Free Databricks Generative AI Engineer Associate Practice Questions: Application Development

Practice 10 free Databricks Certified Generative AI Engineer Associate (Databricks Generative AI Engineer Associate) questions on Application Development, with answers, explanations, and the IT Mastery next step.

Try the IT Mastery web app for a richer interactive practice experience with mixed sets, timed mocks, topic drills, explanations, and progress tracking.

Try Databricks Generative AI Engineer Associate on Web

Topic snapshot

FieldDetail
Practice targetDatabricks Generative AI Engineer Associate
Topic areaApplication Development
Blueprint weight30%
Page purposeFocused sample questions before returning to mixed practice

How to use this topic drill

Use this page to isolate Application Development for Databricks Generative AI Engineer Associate. Work through the 10 questions first, then review the explanations and return to mixed practice in IT Mastery.

PassWhat to doWhat to record
First attemptAnswer without checking the explanation first.The fact, rule, calculation, or judgment point that controlled your answer.
ReviewRead the explanation even when you were correct.Why the best answer is stronger than the closest distractor.
RepairRepeat only missed or uncertain items after a short break.The pattern behind misses, not the answer letter.
TransferReturn to mixed practice once the topic feels stable.Whether the same skill holds up when the topic is no longer obvious.

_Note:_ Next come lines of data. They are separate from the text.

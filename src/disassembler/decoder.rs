//! Instruction decoder for the disassembler
//!
//! A single forward pass over the byte stream, written as an explicit state
//! machine:
//!
//! ```text
//! Scanning --opcode--> Decoding --operands complete--> Scanning
//!                      Decoding --stream exhausted---> Truncated --> Done
//! Scanning --no bytes left-----------------------------------------> Done
//! ```

use tracing::{trace, warn};

use crate::disassembler::{DisassemblyOptions, Leftover, Line};
use crate::opcodes::{self, OpcodeDescriptor};
use crate::DisassembleError;

/// Output of the decode pass.
#[derive(Debug, Clone, Default)]
pub struct Decoded {
    pub lines: Vec<Line>,
    pub leftover: Option<Leftover>,
}

#[derive(Debug)]
enum State {
    Scanning,
    Decoding {
        offset: usize,
        descriptor: &'static OpcodeDescriptor,
    },
    Truncated {
        offset: usize,
        opcode: u8,
        operands: Vec<u8>,
    },
    Done,
}

/// Drives the byte stream through the decode state machine.
pub struct DecodeEngine<I> {
    bytes: I,
    /// Stream offset of the next unread byte.
    offset: usize,
    options: DisassemblyOptions,
}

impl<I: Iterator<Item = u8>> DecodeEngine<I> {
    pub fn new(bytes: I, options: DisassemblyOptions) -> Self {
        Self {
            bytes,
            offset: 0,
            options,
        }
    }

    /// Consume the stream.
    ///
    /// Returns at the first unsupported opcode with
    /// [`DisassembleError::UnknownOpcode`].
    pub fn run(mut self) -> Result<Decoded, DisassembleError> {
        let mut decoded = Decoded::default();
        let mut state = State::Scanning;

        loop {
            state = match state {
                State::Scanning => self.scan()?,
                State::Decoding { offset, descriptor } => {
                    let operands = self.read_operands(descriptor.operand_count);
                    if operands.len() < descriptor.operand_count {
                        State::Truncated {
                            offset,
                            opcode: descriptor.opcode,
                            operands,
                        }
                    } else {
                        let address = self.address_of(offset)?;
                        let line = Line::new(address, descriptor, operands, &self.options);
                        trace!(address = line.address(), text = line.text(), "decoded");
                        decoded.lines.push(line);
                        State::Scanning
                    }
                }
                State::Truncated {
                    offset,
                    opcode,
                    operands,
                } => {
                    warn!(
                        offset,
                        opcode,
                        available = operands.len(),
                        "stream ended mid-instruction, keeping tail as leftover bytes"
                    );
                    let mut bytes = Vec::with_capacity(1 + operands.len());
                    bytes.push(opcode);
                    bytes.extend(operands);
                    decoded.leftover = Some(Leftover {
                        address: self.leftover_address(offset),
                        bytes,
                    });
                    State::Done
                }
                State::Done => break,
            };
        }

        Ok(decoded)
    }

    fn scan(&mut self) -> Result<State, DisassembleError> {
        let offset = self.offset;
        let Some(opcode) = self.next_byte() else {
            return Ok(State::Done);
        };

        let descriptor =
            opcodes::lookup(opcode).ok_or(DisassembleError::UnknownOpcode { offset, opcode })?;
        Ok(State::Decoding { offset, descriptor })
    }

    /// Read up to `count` bytes; fewer are returned only at end of stream.
    fn read_operands(&mut self, count: usize) -> Vec<u8> {
        let mut operands = Vec::with_capacity(count);
        while operands.len() < count {
            match self.next_byte() {
                Some(byte) => operands.push(byte),
                None => break,
            }
        }
        operands
    }

    fn next_byte(&mut self) -> Option<u8> {
        let byte = self.bytes.next()?;
        self.offset += 1;
        Some(byte)
    }

    fn address_of(&self, offset: usize) -> Result<u16, DisassembleError> {
        usize::from(self.options.origin)
            .checked_add(offset)
            .and_then(|address| u16::try_from(address).ok())
            .ok_or(DisassembleError::AddressOverflow { offset })
    }

    /// Address of a truncated tail. Never fails: a tail starting at 0x10000
    /// wraps to 0x0000 rather than losing the bytes.
    fn leftover_address(&self, offset: usize) -> u16 {
        self.options.origin.wrapping_add(offset as u16)
    }
}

Blueprint context: 30% of the practice outline. A focused topic score can overstate readiness if you recognize the pattern too quickly, so use it as repair work before timed mixed sets.

Sample questions

These are original IT Mastery practice questions aligned to this topic area. They are not official Databricks questions, copied live-exam content, or exam dumps. Use them to preview question style and explanation depth before continuing with topic drills, mixed sets, and timed mocks in IT Mastery.

Question 1

Topic: Application Development

A team is building a multi-agent Databricks app. One agent must answer sales and inventory questions by conversing over governed Unity Catalog Delta tables, and responses must respect existing data permissions. The team wants to avoid building a custom SQL-generation and permission layer. Which component should they configure for the data-retrieval agent?

Options:

  • A. Index the tables in Mosaic AI Vector Search

  • B. Use a Genie Space with the conversational API

  • C. Expose the tables through a custom external MCP server

  • D. Serve a foundation model with a custom SQL prompt

Best answer: B

Explanation: Genie Spaces are designed for conversational access to business data in Databricks. In this scenario, the key requirements are natural-language business questions, governed Unity Catalog data, and integration with a multi-agent application. Configuring the agent to use a Genie Space through the conversational API lets the application retrieve governed business answers without building its own SQL-generation, semantic interpretation, and permission-handling layer. Vector Search is a better fit for retrieval over embedded unstructured or semi-structured content, not governed conversational analytics over business tables. A custom prompt or external tool could work only by recreating governance-sensitive behavior that Genie already provides.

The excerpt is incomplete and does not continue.